Content starts
//! Human player commands.
//!
//! The platform layer translates raw mouse/keyboard events into these;
//! the engine queues them and applies them at the next tick boundary.
//! Invalid commands are no-ops.

use serde::{Deserialize, Serialize};

use wardkeep_core::types::Position;

use crate::enums::{BuildingKind, UnitKind};

#[derive(Debug, Clone, Serialize, Deserialize)]
#[serde(tag = "type")]
pub enum PlayerCommand {
    /// Left button pressed: begin a drag and click-select the unit
    /// under the cursor, additively if a modifier is held.
    SelectPress { at: Position, additive: bool },
    /// Left button released: if the drag exceeded the threshold on
    /// both axes, rectangle-select all own units it covers.
    SelectRelease { at: Position, additive: bool },
    /// Right click: order every selected unit to the point — harvest
    /// for workers when a live node is near the click, move otherwise.
    CommandAt { at: Position },
    /// Send the first selected worker to build at a point.
    PlaceBuilding { kind: BuildingKind, at: Position },
    /// Train a unit from the first own building capable of it.
    Train { kind: UnitKind },
}
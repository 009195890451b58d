//! Opponent decision logic.
//!
//! Schedule-driven pseudo-AI, not a planner: the engine calls [`plan`]
//! once per decision interval and each call is independent. Three
//! gated actions per call: keep the worker harvesting, sometimes train
//! a melee unit, and once a few combatants exist, throw a random squad
//! at random human units.

use rand::Rng;
use rand_chacha::ChaCha8Rng;

use wardkeep_core::types::Position;

/// Probability of training a melee unit on any given decision turn.
pub const TRAIN_PROBABILITY: f64 = 0.1;

/// Combatants required before assaults begin.
pub const ASSAULT_THRESHOLD: usize = 2;

/// Maximum attackers re-tasked per decision turn.
pub const ASSAULT_SQUAD: usize = 2;

/// A mobile actor in the opponent's view of the world. The id is an
/// opaque engine handle.
#[derive(Debug, Clone, Copy)]
pub struct ActorRef {
    pub id: u64,
    pub position: Position,
}

/// A resource node in the opponent's view of the world.
#[derive(Debug, Clone, Copy)]
pub struct NodeRef {
    pub id: u64,
    pub position: Position,
    pub depleted: bool,
}

/// Everything the opponent can see on one decision turn.
#[derive(Debug, Clone, Default)]
pub struct OpponentContext {
    pub minerals: u32,
    /// Cost of the basic melee unit.
    pub melee_cost: u32,
    /// The opponent's worker, if it still lives.
    pub worker: Option<ActorRef>,
    /// All resource nodes on the map.
    pub nodes: Vec<NodeRef>,
    /// The opponent's non-worker units.
    pub combatants: Vec<ActorRef>,
    /// The human player's units.
    pub enemy_units: Vec<ActorRef>,
}

/// An action for the engine to apply.
#[derive(Debug, Clone, Copy, PartialEq, Eq)]
pub enum OpponentAction {
    /// Send a worker to harvest a node.
    Harvest { worker: u64, node: u64 },
    /// Train the basic melee unit from the opponent's base.
    TrainMelee,
    /// Order one combatant to attack one human unit.
    Assault { attacker: u64, target: u64 },
}

/// Decide this turn's actions.
pub fn plan(ctx: &OpponentContext, rng: &mut ChaCha8Rng) -> Vec<OpponentAction> {
    let mut actions = Vec::new();

    if let Some(worker) = ctx.worker {
        if let Some(node) = nearest_live_node(&worker.position, &ctx.nodes) {
            actions.push(OpponentAction::Harvest {
                worker: worker.id,
                node: node.id,
            });
        }
    }

    if ctx.minerals >= ctx.melee_cost && rng.gen_bool(TRAIN_PROBABILITY) {
        actions.push(OpponentAction::TrainMelee);
    }

    if ctx.combatants.len() > ASSAULT_THRESHOLD && !ctx.enemy_units.is_empty() {
        let squad = ASSAULT_SQUAD.min(ctx.combatants.len());
        for index in rand::seq::index::sample(rng, ctx.combatants.len(), squad) {
            let target = &ctx.enemy_units[rng.gen_range(0..ctx.enemy_units.len())];
            actions.push(OpponentAction::Assault {
                attacker: ctx.combatants[index].id,
                target: target.id,
            });
        }
    }

    actions
}

/// Nearest undepleted node to a point, or `None` if all are dry.
fn nearest_live_node<'a>(from: &Position, nodes: &'a [NodeRef]) -> Option<&'a NodeRef> {
    nodes
        .iter()
        .filter(|node| !node.depleted)
        .min_by(|a, b| {
            from.distance_to(&a.position)
                .total_cmp(&from.distance_to(&b.position))
        })
}
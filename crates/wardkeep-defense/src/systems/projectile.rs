//! Projectile flight and impact.
//!
//! Each projectile advances by its velocity, then is tested against
//! every live target for circle-circle overlap. The first overlap
//! consumes the projectile; a projectile that leaves the playfield is
//! likewise removed. Projectiles are processed one at a time against
//! the live world, so a kill is visible to the next projectile within
//! the same tick and nothing is ever hit twice.

use hecs::{Entity, World};

use wardkeep_core::components::{Body, Health};
use wardkeep_core::types::{Arena, Position, Velocity};

use crate::components::{Enemy, Projectile};
use crate::enums::ProjectileSource;
use crate::events::GameEvent;
use crate::systems::director::Economy;
use crate::world_setup;

pub fn run(world: &mut World, arena: &Arena, economy: &mut Economy, events: &mut Vec<GameEvent>) {
    let projectiles: Vec<Entity> = world
        .query::<&Projectile>()
        .iter()
        .map(|(entity, _)| entity)
        .collect();

    for entity in projectiles {
        let (pos, radius, damage, source) = match advance(world, entity) {
            Some(state) => state,
            None => continue,
        };

        let consumed = match source {
            ProjectileSource::King | ProjectileSource::Tower => {
                strike_enemy(world, &pos, radius, damage, economy, events)
            }
            ProjectileSource::Enemy => strike_king(world, &pos, radius, damage, events),
        };

        if consumed || !arena.contains(&pos) {
            let _ = world.despawn(entity);
        }
    }
}

/// Move one projectile by its velocity; returns its post-move state.
fn advance(world: &mut World, entity: Entity) -> Option<(Position, f32, i32, ProjectileSource)> {
    let velocity = *world.get::<&Velocity>(entity).ok()?;
    let mut pos = world.get::<&mut Position>(entity).ok()?;
    pos.x += velocity.x;
    pos.y += velocity.y;
    let pos = *pos;
    let radius = world.get::<&Body>(entity).ok()?.radius;
    let projectile = world.get::<&Projectile>(entity).ok()?;
    Some((pos, radius, projectile.damage, projectile.source))
}

/// Test a friendly projectile against every live enemy in scan order.
/// Returns true if the projectile hit (and is consumed).
fn strike_enemy(
    world: &mut World,
    pos: &Position,
    radius: f32,
    damage: i32,
    economy: &mut Economy,
    events: &mut Vec<GameEvent>,
) -> bool {
    let mut hit: Option<Entity> = None;
    for (entity, (_, enemy_pos, body)) in world.query::<(&Enemy, &Position, &Body)>().iter() {
        if pos.distance_to(enemy_pos) < radius + body.radius {
            hit = Some(entity);
            break;
        }
    }

    let Some(enemy_entity) = hit else {
        return false;
    };

    let dead = match world.get::<&mut Health>(enemy_entity) {
        Ok(mut health) => {
            health.current -= damage;
            health.current <= 0
        }
        Err(_) => false,
    };
    if dead {
        if let Ok(enemy) = world.get::<&Enemy>(enemy_entity) {
            economy.record_kill(enemy.bounty);
            events.push(GameEvent::EnemySlain {
                bounty: enemy.bounty,
            });
        }
        let _ = world.despawn(enemy_entity);
    }
    true
}

/// Test an enemy projectile against the king.
fn strike_king(
    world: &mut World,
    pos: &Position,
    radius: f32,
    damage: i32,
    events: &mut Vec<GameEvent>,
) -> bool {
    let Some((king_entity, king_pos, king_radius, _)) = world_setup::king_status(world) else {
        return false;
    };
    if pos.distance_to(&king_pos) >= radius + king_radius {
        return false;
    }
    if let Ok(mut health) = world.get::<&mut Health>(king_entity) {
        health.current -= damage;
        events.push(GameEvent::KingStruck {
            damage,
            remaining: health.current,
        });
    }
    true
}
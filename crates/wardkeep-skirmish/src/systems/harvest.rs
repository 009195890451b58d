//! Harvest orders: walk to the node, then drain it into the owner's
//! mineral counter.
//!
//! The drain happens first; the tick that empties the node marks it
//! depleted and yields no credit. Depleted or vanished nodes clear the
//! order.

use hecs::{Entity, World};

use wardkeep_core::types::Position;

use crate::components::{Order, Owner, ResourceNode, Unit};
use crate::constants::{HARVEST_RANGE, HARVEST_RATE};
use crate::events::GameEvent;
use crate::player::PlayerState;

pub fn run(world: &mut World, players: &mut [PlayerState; 2], events: &mut Vec<GameEvent>) {
    let harvesters: Vec<(Entity, Entity, f32)> = world
        .query::<(&Unit, &Order)>()
        .iter()
        .filter_map(|(entity, (unit, order))| match order {
            Order::Harvest { node } => Some((entity, *node, unit.speed)),
            _ => None,
        })
        .collect();

    for (worker, node, speed) in harvesters {
        let node_state = world
            .get::<&ResourceNode>(node)
            .ok()
            .map(|n| n.depleted)
            .zip(world.get::<&Position>(node).ok().map(|p| *p));
        let Some((depleted, node_pos)) = node_state else {
            set_idle(world, worker);
            continue;
        };
        if depleted {
            set_idle(world, worker);
            continue;
        }

        let worker_pos = match world.get::<&Position>(worker) {
            Ok(pos) => *pos,
            Err(_) => continue,
        };

        if worker_pos.distance_to(&node_pos) < HARVEST_RANGE {
            let owner = world.get::<&Owner>(worker).map(|o| o.0).ok();
            let mut ran_dry = false;
            if let Ok(mut state) = world.get::<&mut ResourceNode>(node) {
                state.amount = state.amount.saturating_sub(HARVEST_RATE);
                if state.amount == 0 {
                    state.depleted = true;
                    ran_dry = true;
                } else if let Some(owner) = owner {
                    players[owner.index()].minerals += HARVEST_RATE;
                }
            }
            if ran_dry {
                set_idle(world, worker);
                events.push(GameEvent::NodeDepleted {
                    node: node.to_bits().get(),
                });
            }
        } else if let Ok(mut pos) = world.get::<&mut Position>(worker) {
            pos.step_toward(&node_pos, speed);
        }
    }
}

fn set_idle(world: &mut World, worker: Entity) {
    if let Ok(mut order) = world.get::<&mut Order>(worker) {
        *order = Order::Idle;
    }
}
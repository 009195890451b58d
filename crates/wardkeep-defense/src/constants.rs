//! Gameplay constants and tuning parameters.
//!
//! Distances are pixels, speeds pixels per tick, timers in ticks at the
//! shared 60 Hz tick rate.

// --- Playfield ---

/// Playfield width in pixels.
pub const ARENA_WIDTH: f32 = 800.0;

/// Playfield height in pixels.
pub const ARENA_HEIGHT: f32 = 600.0;

// --- King ---

pub const KING_RADIUS: f32 = 20.0;

pub const KING_MAX_HEALTH: i32 = 100;

/// Ticks between king shots.
pub const KING_SHOT_DELAY: u32 = 10;

pub const KING_SHOT_DAMAGE: i32 = 10;

pub const KING_SHOT_RADIUS: f32 = 2.0;

// --- Towers ---

/// Maximum targeting range in pixels.
pub const TOWER_RANGE: f32 = 150.0;

/// Ticks between tower shots. Slower than the king.
pub const TOWER_SHOT_DELAY: u32 = 30;

pub const TOWER_SHOT_DAMAGE: i32 = 20;

pub const TOWER_SHOT_RADIUS: f32 = 3.0;

/// Gold cost to raise one tower during a build phase.
pub const TOWER_COST: u32 = 50;

// --- Enemies ---

pub const ENEMY_SPEED: f32 = 1.5;

pub const ENEMY_MAX_HEALTH: i32 = 50;

pub const ENEMY_RADIUS: f32 = 15.0;

/// Gold credited per kill during a night, paid out at dawn.
pub const ENEMY_BOUNTY: u32 = 10;

/// Vertical margin kept clear at the top and bottom of spawn edges.
pub const ENEMY_SPAWN_MARGIN: f32 = 50.0;

// --- Projectiles ---

pub const PROJECTILE_SPEED: f32 = 8.0;

// --- Wave director (endless variant) ---

/// Ticks between waves (5 seconds at 60 Hz).
pub const WAVE_INTERVAL_TICKS: u32 = 300;

/// Enemies spawned per wave index.
pub const ENEMIES_PER_WAVE: u32 = 2;

/// Contact damage dealt by an enemy reaching the king.
pub const CONTACT_DAMAGE_ENDLESS: i32 = 10;

// --- Day director (day/night variant) ---

/// Enemies spawned per day index at nightfall.
pub const ENEMIES_PER_DAY: u32 = 3;

pub const CONTACT_DAMAGE_DAY_NIGHT: i32 = 15;

pub const STARTING_GOLD: u32 = 200;

/// Build phase length for day one (10 seconds at 60 Hz).
pub const BUILD_TICKS_BASE: u32 = 600;

/// Additional build ticks granted per survived day.
pub const BUILD_TICKS_PER_DAY: u32 = 60;

/// Flat gold bonus per day, on top of accumulated kill bounties.
pub const DAY_BONUS_GOLD: u32 = 50;

/// Surviving past this day wins the round.
pub const VICTORY_DAY: u32 = 5;
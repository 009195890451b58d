//! ECS components specific to the skirmish game.
//!
//! Shared combat components (`Health`, `Body`) come from wardkeep-core.

use hecs::Entity;
use serde::{Deserialize, Serialize};

use wardkeep_core::types::Position;

use crate::enums::{BuildingKind, PlayerId, ResourceKind, UnitKind};

/// A mobile unit.
#[derive(Debug, Clone, Copy, Serialize, Deserialize)]
pub struct Unit {
    pub kind: UnitKind,
    pub speed: f32,
}

/// A stationary structure.
#[derive(Debug, Clone, Copy, Serialize, Deserialize)]
pub struct Building {
    pub kind: BuildingKind,
}

/// A harvestable resource node. Depleted nodes stay in the world but
/// are ignored by everything.
#[derive(Debug, Clone, Copy, Serialize, Deserialize)]
pub struct ResourceNode {
    pub kind: ResourceKind,
    pub amount: u32,
    pub depleted: bool,
}

/// Which player owns this entity.
#[derive(Debug, Clone, Copy, PartialEq, Eq, Serialize, Deserialize)]
pub struct Owner(pub PlayerId);

/// A unit's current directive. Exactly one per unit; issuing a new
/// order replaces the old one.
#[derive(Debug, Clone, Copy, Default)]
pub enum Order {
    #[default]
    Idle,
    Move {
        dest: Position,
    },
    Harvest {
        node: Entity,
    },
    Build {
        kind: BuildingKind,
        site: Position,
    },
    Attack {
        target: Entity,
    },
}

impl Order {
    pub fn kind(&self) -> crate::enums::OrderKind {
        use crate::enums::OrderKind;
        match self {
            Order::Idle => OrderKind::Idle,
            Order::Move { .. } => OrderKind::Move,
            Order::Harvest { .. } => OrderKind::Harvest,
            Order::Build { .. } => OrderKind::Build,
            Order::Attack { .. } => OrderKind::Attack,
        }
    }
}
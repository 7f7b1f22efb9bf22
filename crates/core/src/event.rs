//! Domain event system — decoupled observation of agent activity.
//!
//! The agent loop and knowledge base publish events; the CLI (or anything
//! else) can subscribe without the publishers knowing about it.

use chrono::{DateTime, Utc};
use serde::{Deserialize, Serialize};
use std::sync::Arc;
use tokio::sync::broadcast;

/// All domain events in the system.
#[derive(Debug, Clone, Serialize, Deserialize)]
pub enum DomainEvent {
    /// A user message entered the agent loop
    TurnStarted {
        thread_id: String,
        content_preview: String,
        timestamp: DateTime<Utc>,
    },

    /// The provider answered one call
    ResponseGenerated {
        thread_id: String,
        model: String,
        tokens_used: u32,
        tool_calls: usize,
        timestamp: DateTime<Utc>,
    },

    /// A tool was executed
    ToolExecuted {
        thread_id: String,
        tool_name: String,
        success: bool,
        duration_ms: u64,
        timestamp: DateTime<Utc>,
    },

    /// A turn reached a terminal state
    TurnCompleted {
        thread_id: String,
        aborted: bool,
        provider_calls: u32,
        tools_invoked: Vec<String>,
        timestamp: DateTime<Utc>,
    },

    /// The knowledge index finished building
    KnowledgeBaseBuilt {
        documents: usize,
        chunks: usize,
        duration_ms: u64,
        timestamp: DateTime<Utc>,
    },
}

/// A broadcast-based event bus for domain events.
///
/// Uses `tokio::sync::broadcast` for multi-consumer pub/sub.
pub struct EventBus {
    sender: broadcast::Sender<Arc<DomainEvent>>,
}

impl EventBus {
    /// Create a new event bus with the given capacity.
    pub fn new(capacity: usize) -> Self {
        let (sender, _) = broadcast::channel(capacity);
        Self { sender }
    }

    /// Publish an event to all subscribers.
    pub fn publish(&self, event: DomainEvent) {
        // No subscribers is fine
        let _ = self.sender.send(Arc::new(event));
    }

    /// Subscribe to receive events.
    pub fn subscribe(&self) -> broadcast::Receiver<Arc<DomainEvent>> {
        self.sender.subscribe()
    }
}

impl Default for EventBus {
    fn default() -> Self {
        Self::new(256)
    }
}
Content ends
** Work order **
Please show, exactly as written, every line above that contains the word "usize".

** Your response **
pub const ASSAULT_THRESHOLD: usize = 2;
pub const ASSAULT_SQUAD: usize = 2;
        tool_calls: usize,
        documents: usize,
        chunks: usize,
    pub fn new(capacity: usize) -> Self {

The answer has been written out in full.